Narrano le cronache che il nutrito gruppo sia composto da lavoratori aderenti alla Cgil. E che mantengano il rifiuto nonostante la stessa Susanna Camusso, che della Cgil è leader, abbia fatto presente l’inopportunità del far saltare la serata alla Scala il Primo di maggio.
Narrano le cronache che coro e orchestra della Scala ci stanno a lavorare per quella sera. Che l’adesione alla proposta di lavorare in via eccezionale il Primo di maggio è ovviamente volontaria. Se accettata, prevede una indennità in denaro che va dal 100 al 140 per cento della retribuzione giornaliera, indennità che la Scala si dice disposta anche ad aumentare nel caso un lavoratore volesse devolvere la sua parte a iniziative di solidarietà sociale.
Narrano le cronache che Matteo Renzi ha voluto pubblicamente far sapere che il governo non tollererà la Scala chiusa il Primo di maggio per mancanza di maestranze. Renzi si è detto pronto a “misure normative”.
Narrano le cronache che l’annuncio e l’ira di Renzi abbiano fatto il classico “baffo” ai lavoratori elettricisti e tecnici vari che non ci stavano e non ci stanno.
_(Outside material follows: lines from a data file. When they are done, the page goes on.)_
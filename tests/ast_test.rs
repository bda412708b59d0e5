//! Syntax tree tests
//!
//! Serialization, spans and the small helpers on tree nodes.

#[cfg(test)]
mod tests {
    use pretty_assertions::assert_eq;
    use ttcn3_syntax::ast::*;
    use ttcn3_syntax::parse_source;

    fn build(source: &str) -> SourceFile {
        let output = parse_source(source);
        assert!(output.is_ok(), "{:?}", output.diagnostics);
        output.source_file
    }

    #[test]
    fn test_span_helpers() {
        let span = Span::new(10, 20);
        assert_eq!(span.len(), 10);
        assert!(!span.is_empty());
        assert_eq!(span.merge(Span::new(5, 12)), Span::new(5, 20));
        assert!(Span::dummy().is_empty());
        assert_eq!(Span::from(3..7), Span::new(3, 7));
    }

    #[test]
    fn test_json_round_trip() {
        let file = build(
            "module M {\n\
             type record R { integer a optional }\n\
             template R t := { a := omit }\n\
             function f() return integer { var integer x := 1; return x }\n\
             } with { encode \"RAW\" }",
        );
        let json = serde_json::to_string(&file).expect("serialize");
        let back: SourceFile = serde_json::from_str(&json).expect("deserialize");
        assert_eq!(back, file);
    }

    #[test]
    fn test_definition_spans_cover_source() {
        let source = "module M { const integer c := 1; }";
        let file = build(source);
        let module = &file.definitions()[0];
        assert_eq!(module.span(), Span::new(0, source.len()));
        match module {
            Definition::Module(m) => {
                let c = &m.definitions[0];
                assert_eq!(&source[c.span().start..c.span().end], "const integer c := 1");
            }
            other => panic!("expected a module, got {:?}", other),
        }
    }

    #[test]
    fn test_definition_names_and_kinds() {
        let file = build("module M { type set of integer S; function f() { } import from N all }");
        let m = match &file.definitions()[0] {
            Definition::Module(m) => m,
            other => panic!("expected a module, got {:?}", other),
        };
        let summary: Vec<(&str, Option<&str>)> = m
            .definitions
            .iter()
            .map(|d| (d.kind_name(), d.name().map(|n| n.text.as_str())))
            .collect();
        assert_eq!(
            summary,
            vec![("set of", Some("S")), ("function", Some("f")), ("import", None)]
        );
    }

    #[test]
    fn test_expression_root_accessors() {
        let file = build("a + 1");
        assert!(file.definitions().is_empty());
        let expr = file.expression().expect("expression root");
        assert_eq!(expr.span(), Span::new(0, 5));
        assert!(expr.as_reference().is_none());
    }

    #[test]
    fn test_literal_keeps_spelling() {
        let file = build("'0A'H");
        match file.expression() {
            Some(Expression::Literal(l)) => {
                assert_eq!(l.kind, LiteralKind::Hexstring);
                assert_eq!(l.text, "'0A'H");
            }
            other => panic!("expected a literal, got {:?}", other),
        }
    }
}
Perché, le cronache lo narrano un po’ meno, non è questione né di soldi, né di diritti sindacali e neanche della sacralità della Festa dei lavoratori. Cisl e Uil e Fials hanno dato l’ok a lavorare la sera del Primo di maggio. Pure la Camusso ha invitato, quasi pregato, a fare altrettanto. Ma tra le maestranze tecniche della Scala aderenti alla Cgil fortissima è la componente landianiana (da Maurizio Landini segretario Fiom). Quindi no alla Scala aperta il Primo di maggio non per soldi e neanche per sindacato e neanche per intangibilità sacrale della Festa dei lavoratori. L’opposizione è, come si dice, politica.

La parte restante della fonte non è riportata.